Are your parents remarried? I think proper etiquette dictates it would be (fake names) 
Ms. Jane Smith and Mr John Smith invite you to the wedding of their daughter Olive Smith to Jake Johnson son of Mr and Mrs Andrew johnson. Regardless of who is paying for what. 
Or you could do both parents invite you to the wedding of their children. 
We paid for the wedding, my parents our reception and inlaws the pre wedding dinner. To be honest I think invites are only important to the bride so I hope you get what you want.


----------



## oliv

Cowgirl07 said:


> Are your parents remarried? I think proper etiquette dictates it would be (fake names)
> Ms. Jane Smith and Mr John Smith invite you to the wedding of their daughter Olive Smith to Jake Johnson son of Mr and Mrs Andrew johnson. Regardless of who is paying for what.
> Or you could do both parents invite you to the wedding of their children.
> We paid for the wedding, my parents our reception and inlaws the pre wedding dinner. To be honest I think invites are only important to the bride so I hope you get what you want.

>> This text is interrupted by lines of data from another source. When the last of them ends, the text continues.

//! Library (owned games) repository contracts and SQLite implementation.
//!
//! # Invariants
//! - `insert_purchased_game` upserts on `id` conflict.
//! - `update_download_status` accepts any transition; forward-only movement
//!   is a client convention.

use super::{collect_rows, count, expect_changed, first_row, RepoError, RepoResult};
use crate::model::game::GameId;
use crate::model::purchased_game::{DownloadStatus, PurchasedGame, PurchasedGameId};
use crate::model::user::UserId;
use crate::model::UNSAVED_ID;
use rusqlite::{params, Connection, Row};

const PURCHASED_GAME_SELECT_SQL: &str = "SELECT
    id,
    user_id,
    game_id,
    purchase_date,
    transaction_id,
    download_status
FROM purchased_games";

/// Repository interface for owned games.
pub trait PurchasedGameRepository {
    fn insert_purchased_game(&self, purchased: &PurchasedGame) -> RepoResult<PurchasedGameId>;
    fn update_purchased_game(&self, purchased: &PurchasedGame) -> RepoResult<()>;
    fn delete_purchased_game(&self, id: PurchasedGameId) -> RepoResult<()>;
    fn get_purchased_game(&self, id: PurchasedGameId) -> RepoResult<Option<PurchasedGame>>;
    /// Ownership probe; returns the earliest matching entry.
    fn find_by_user_and_game(
        &self,
        user_id: UserId,
        game_id: GameId,
    ) -> RepoResult<Option<PurchasedGame>>;
    /// User library, most recent purchase first.
    fn list_by_user(&self, user_id: UserId) -> RepoResult<Vec<PurchasedGame>>;
    fn count_by_user(&self, user_id: UserId) -> RepoResult<i64>;
    fn update_download_status(
        &self,
        id: PurchasedGameId,
        status: DownloadStatus,
    ) -> RepoResult<()>;
}

/// SQLite-backed owned-games repository.
pub struct SqlitePurchasedGameRepository<'conn> {
    conn: &'conn Connection,
}

impl<'conn> SqlitePurchasedGameRepository<'conn> {
    pub fn new(conn: &'conn Connection) -> Self {
        Self { conn }
    }
}

impl PurchasedGameRepository for SqlitePurchasedGameRepository<'_> {
    fn insert_purchased_game(&self, purchased: &PurchasedGame) -> RepoResult<PurchasedGameId> {
        self.conn.execute(
            "INSERT INTO purchased_games (
                id,
                user_id,
                game_id,
                purchase_date,
                transaction_id,
                download_status
            ) VALUES (NULLIF(?1, 0), ?2, ?3, ?4, ?5, ?6)
            ON CONFLICT(id) DO UPDATE SET
                user_id = excluded.user_id,
                game_id = excluded.game_id,
                purchase_date = excluded.purchase_date,
                transaction_id = excluded.transaction_id,
                download_status = excluded.download_status;",
            params![
                purchased.id,
                purchased.user_id,
                purchased.game_id,
                purchased.purchase_date,
                purchased.transaction_id,
                purchased.download_status.as_str(),
            ],
        )?;

        if purchased.id == UNSAVED_ID {
            Ok(self.conn.last_insert_rowid())
        } else {
            Ok(purchased.id)
        }
    }

    fn update_purchased_game(&self, purchased: &PurchasedGame) -> RepoResult<()> {
        let changed = self.conn.execute(
            "UPDATE purchased_games
             SET
                user_id = ?1,
                game_id = ?2,
                purchase_date = ?3,
                transaction_id = ?4,
                download_status = ?5
             WHERE id = ?6;",
            params![
                purchased.user_id,
                purchased.game_id,
                purchased.purchase_date,
                purchased.transaction_id,
                purchased.download_status.as_str(),
                purchased.id,
            ],
        )?;
        expect_changed(changed, "purchased game", purchased.id)
    }

    fn delete_purchased_game(&self, id: PurchasedGameId) -> RepoResult<()> {
        let changed = self
            .conn
            .execute("DELETE FROM purchased_games WHERE id = ?1;", [id])?;
        expect_changed(changed, "purchased game", id)
    }

    fn get_purchased_game(&self, id: PurchasedGameId) -> RepoResult<Option<PurchasedGame>> {
        first_row(
            self.conn,
            &format!("{PURCHASED_GAME_SELECT_SQL} WHERE id = ?1;"),
            [id],
            parse_purchased_game_row,
        )
    }

    fn find_by_user_and_game(
        &self,
        user_id: UserId,
        game_id: GameId,
    ) -> RepoResult<Option<PurchasedGame>> {
        first_row(
            self.conn,
            &format!(
                "{PURCHASED_GAME_SELECT_SQL}
                 WHERE user_id = ?1 AND game_id = ?2
                 ORDER BY id ASC
                 LIMIT 1;"
            ),
            [user_id, game_id],
            parse_purchased_game_row,
        )
    }

    fn list_by_user(&self, user_id: UserId) -> RepoResult<Vec<PurchasedGame>> {
        collect_rows(
            self.conn,
            &format!(
                "{PURCHASED_GAME_SELECT_SQL}
                 WHERE user_id = ?1
                 ORDER BY purchase_date DESC, id DESC;"
            ),
            [user_id],
            parse_purchased_game_row,
        )
    }

    fn count_by_user(&self, user_id: UserId) -> RepoResult<i64> {
        count(
            self.conn,
            "SELECT COUNT(*) FROM purchased_games WHERE user_id = ?1;",
            [user_id],
        )
    }

    fn update_download_status(
        &self,
        id: PurchasedGameId,
        status: DownloadStatus,
    ) -> RepoResult<()> {
        let changed = self.conn.execute(
            "UPDATE purchased_games SET download_status = ?1 WHERE id = ?2;",
            params![status.as_str(), id],
        )?;
        expect_changed(changed, "purchased game", id)
    }
}

fn parse_purchased_game_row(row: &Row<'_>) -> RepoResult<PurchasedGame> {
    let status_text: String = row.get("download_status")?;
    let download_status = DownloadStatus::parse(&status_text).ok_or_else(|| {
        RepoError::InvalidData(format!(
            "invalid download status `{status_text}` in purchased_games.download_status"
        ))
    })?;

    Ok(PurchasedGame {
        id: row.get("id")?,
        user_id: row.get("user_id")?,
        game_id: row.get("game_id")?,
        purchase_date: row.get("purchase_date")?,
        transaction_id: row.get("transaction_id")?,
        download_status,
    })
}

Parents aren't remarried. 

I want SJ and CJ (our children) would like to invite you to the wedding of their mammy and daddy and our names then


----------



## Cowgirl07

Yes I guess I didn't notice the children! That would be cute and probably the best way to go about it not to slight either parent.


----------



## oliv

Cowgirl07 said:


> Yes I guess I didn't notice the children! That would be cute and probably the best way to go about it not to slight either parent.

yep but MIL is having none of it


----------



## Babybump87

I would definitely go with the childrens names. Wish I would have done that now lol. 

I'd have to have a word with MIL . Yes she might be paying but its your wedding not hers!. 

You can't please everyone . X


----------



## LoraLoo

Tbh all the weddings ive been too it's bern the parents that are paying that 'invite' the guests, and the replies get sent to them too. I can see why you would be uncomfortable though, and I think the children's names is a lovely idea as an alternative.


----------